Currently, 15 million pediatric doses of the Pfizer vaccine have become available for states to order in advance. Greta Adams is a nurse at St. Dominic’s hospital and mother to a six-year-old daughter. She said when she found out her daughter could get the vaccine, she felt relief.
“For me, it means new life. It’s her having a more normal childhood life experience,” she said. “As for school, it’s much safer when everyone is vaccinated. I really want school to get back to normal.” To date, 78% of people in the U.S. over the age of 12 have received at least one dose of the vaccine. And because the Delta variant was so transmissible, it has produced higher rates of natural immunity. Dr. Monica Northington says the kid-size vaccine will fight a disease that is as dangerous as the diseases school-aged children are already vaccinated against with a smaller percentage of transmission. If it doesn’t continue to transform, she says, then COVID will likely resemble measles or chicken pox.
“The vaccine is our greatest tool to make COVID-19 liveable. As from all indications. It is not going to disappear anytime soon,” she said. “If the benefits of immunization didn’t outweigh the risks, then we would not be recommending immunization in this age group.”

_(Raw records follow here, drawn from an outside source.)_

//! Account and usage models shared by the services

use chrono::{DateTime, Utc};
use serde::{Deserialize, Serialize};
use std::fmt;
use std::str::FromStr;
use uuid::Uuid;

use crate::error::StoreError;

/// Subscription tier
#[derive(Debug, Clone, Copy, PartialEq, Eq, Default, Serialize, Deserialize)]
#[serde(rename_all = "lowercase")]
pub enum Plan {
    #[default]
    Free,
    Paid,
}

impl Plan {
    /// Credits granted to a new account on this plan
    pub fn default_credits(self) -> i64 {
        match self {
            Plan::Free => 50,
            Plan::Paid => 1000,
        }
    }

    pub fn as_str(self) -> &'static str {
        match self {
            Plan::Free => "free",
            Plan::Paid => "paid",
        }
    }
}

impl fmt::Display for Plan {
    fn fmt(&self, f: &mut fmt::Formatter<'_>) -> fmt::Result {
        f.write_str(self.as_str())
    }
}

impl FromStr for Plan {
    type Err = StoreError;

    fn from_str(s: &str) -> Result<Self, Self::Err> {
        match s {
            "free" => Ok(Plan::Free),
            "paid" => Ok(Plan::Paid),
            other => Err(StoreError::UnknownPlan(other.to_string())),
        }
    }
}

/// User entity
#[derive(Debug, Clone, Serialize)]
pub struct User {
    pub id: Uuid,
    pub email: String,
    #[serde(skip_serializing)]
    pub password_hash: String,
    pub plan: Plan,
    pub credits: i64,
    pub is_active: bool,
    pub created_at: DateTime<Utc>,
}

/// New user creation payload; the password is already hashed
#[derive(Debug, Clone)]
pub struct NewUser {
    pub email: String,
    pub password_hash: String,
    pub plan: Plan,
}

impl NewUser {
    /// Materialize the row that will be stored, with the plan's default credits
    pub fn into_user(self) -> User {
        User {
            id: Uuid::new_v4(),
            credits: self.plan.default_credits(),
            email: self.email,
            password_hash: self.password_hash,
            plan: self.plan,
            is_active: true,
            created_at: Utc::now(),
        }
    }
}

/// One metered action, recorded after it completed
#[derive(Debug, Clone, Serialize, Deserialize, PartialEq)]
pub struct UsageLog {
    pub id: Uuid,
    pub user_id: Uuid,
    pub action: String,
    pub tokens: i64,
    pub created_at: DateTime<Utc>,
}

/// Usage log creation payload
#[derive(Debug, Clone)]
pub struct NewUsageLog {
    pub user_id: Uuid,
    pub action: String,
    pub tokens: i64,
}

impl NewUsageLog {
    pub fn into_log(self) -> UsageLog {
        UsageLog {
            id: Uuid::new_v4(),
            user_id: self.user_id,
            action: self.action,
            tokens: self.tokens,
            created_at: Utc::now(),
        }
    }
}

/// Lowercase and trim an email so lookups are case-insensitive
pub fn normalize_email(email: &str) -> String {
    email.trim().to_lowercase()
}
//! API models for request and response payloads

use chrono::{DateTime, Utc};
use common::{Plan, User};
use serde::{Deserialize, Serialize};

/// Request for a chat completion
#[derive(Deserialize)]
pub struct ChatRequest {
    pub prompt: String,
}

/// Response for a chat completion
#[derive(Serialize)]
pub struct ChatResponse {
    pub response: String,
    pub credits_remaining: i64,
}

/// Account summary for the current user
#[derive(Serialize)]
pub struct ProfileResponse {
    pub email: String,
    pub plan: Plan,
    pub credits: i64,
    pub is_active: bool,
    pub created_at: DateTime<Utc>,
}

impl From<User> for ProfileResponse {
    fn from(user: User) -> Self {
        Self {
            email: user.email,
            plan: user.plan,
            credits: user.credits,
            is_active: user.is_active,
            created_at: user.created_at,
        }
    }
}

/// Query parameters for usage history
#[derive(Deserialize)]
pub struct UsageQuery {
    pub limit: Option<i64>,
}
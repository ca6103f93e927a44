//! Authentication middleware for JWT token validation

use axum::{
    extract::{Request, State},
    middleware::Next,
    response::Response,
};
use axum_extra::{
    TypedHeader,
    headers::{Authorization, authorization::Bearer},
};
use common::{TokenKind, User};
use tracing::{debug, error, warn};

use crate::{error::ApiError, state::AppState};

/// Authenticated user, resolved from the access token
#[derive(Debug, Clone)]
pub struct CurrentUser(pub User);

/// Authentication middleware
///
/// Rejects the request before it reaches the handler unless it carries a
/// valid access token for an existing, active user.
pub async fn auth_middleware(
    State(state): State<AppState>,
    bearer: Option<TypedHeader<Authorization<Bearer>>>,
    mut req: Request,
    next: Next,
) -> Result<Response, ApiError> {
    let TypedHeader(Authorization(bearer)) = bearer.ok_or_else(|| {
        debug!("Request without bearer token");
        ApiError::Unauthorized
    })?;

    let email = state
        .tokens
        .verify_kind(bearer.token(), TokenKind::Access)
        .map_err(|_| ApiError::Unauthorized)?;

    let user = state
        .users
        .find_by_email(&email)
        .await
        .map_err(|e| {
            error!("Failed to load user {}: {}", email, e);
            ApiError::InternalServerError
        })?
        .ok_or_else(|| {
            warn!("Valid token for unknown user {}", email);
            ApiError::Unauthorized
        })?;

    if !user.is_active {
        return Err(ApiError::Forbidden);
    }

    req.extensions_mut().insert(CurrentUser(user));

    Ok(next.run(req).await)
}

Many parents have expressed concern about how the vaccine will be administered and its long term effects. One noted risk is myocarditis which is a condition in which the heart muscle becomes inflamed, leading to symptoms such as chest pain and shortness of breath in children. Dr. Timothy Quinn says the chances of that are very slim. “In studies, there have been no incidents of myocarditis occurring,” he said. “We must note that if a child does contract coronavirus, they have a much better chance of a severe case of myocarditis than those who have taken the vaccine.
Recently, in Garland, Texas, two children under the age of 12 received adult doses of the COVID vaccine. According to the CDC, children ages 5 to 11 are suppose to be given a dose only one-third the size of an adult. That’s a possibility that scares Darryl Weathersby, who has a 5-year-old daughter.
“We just don’t know what the long term effects will be. I have reservations just because of how soon this vaccine was developed,” he said. “It’s one thing for adults to take it, but children’s bodies are much more delicate, especially 5 and 6 year olds. What if this messes them up for life?”
Northington says parents will be concerned that their children might accidentally receive the wrong vaccine or the wrong dose of the right vaccine. She says they should ask questions and not be afraid to ask staff to double check before their child is injected.
“I would encourage them to ask their physician, and not their family, their friends, or other parents on social media, what kinds of symptoms they should expect after their child is immunized,” she said. “Parents may also ask if the COVID vaccine can be given with other childhood immunizations.”
Starting this week, all state health departments in Mississippi will be delivering free shots of the Pfizer vaccine. Parents who want to get their kids vaccinated should go to the MSDH website to schedule or speak to a physician.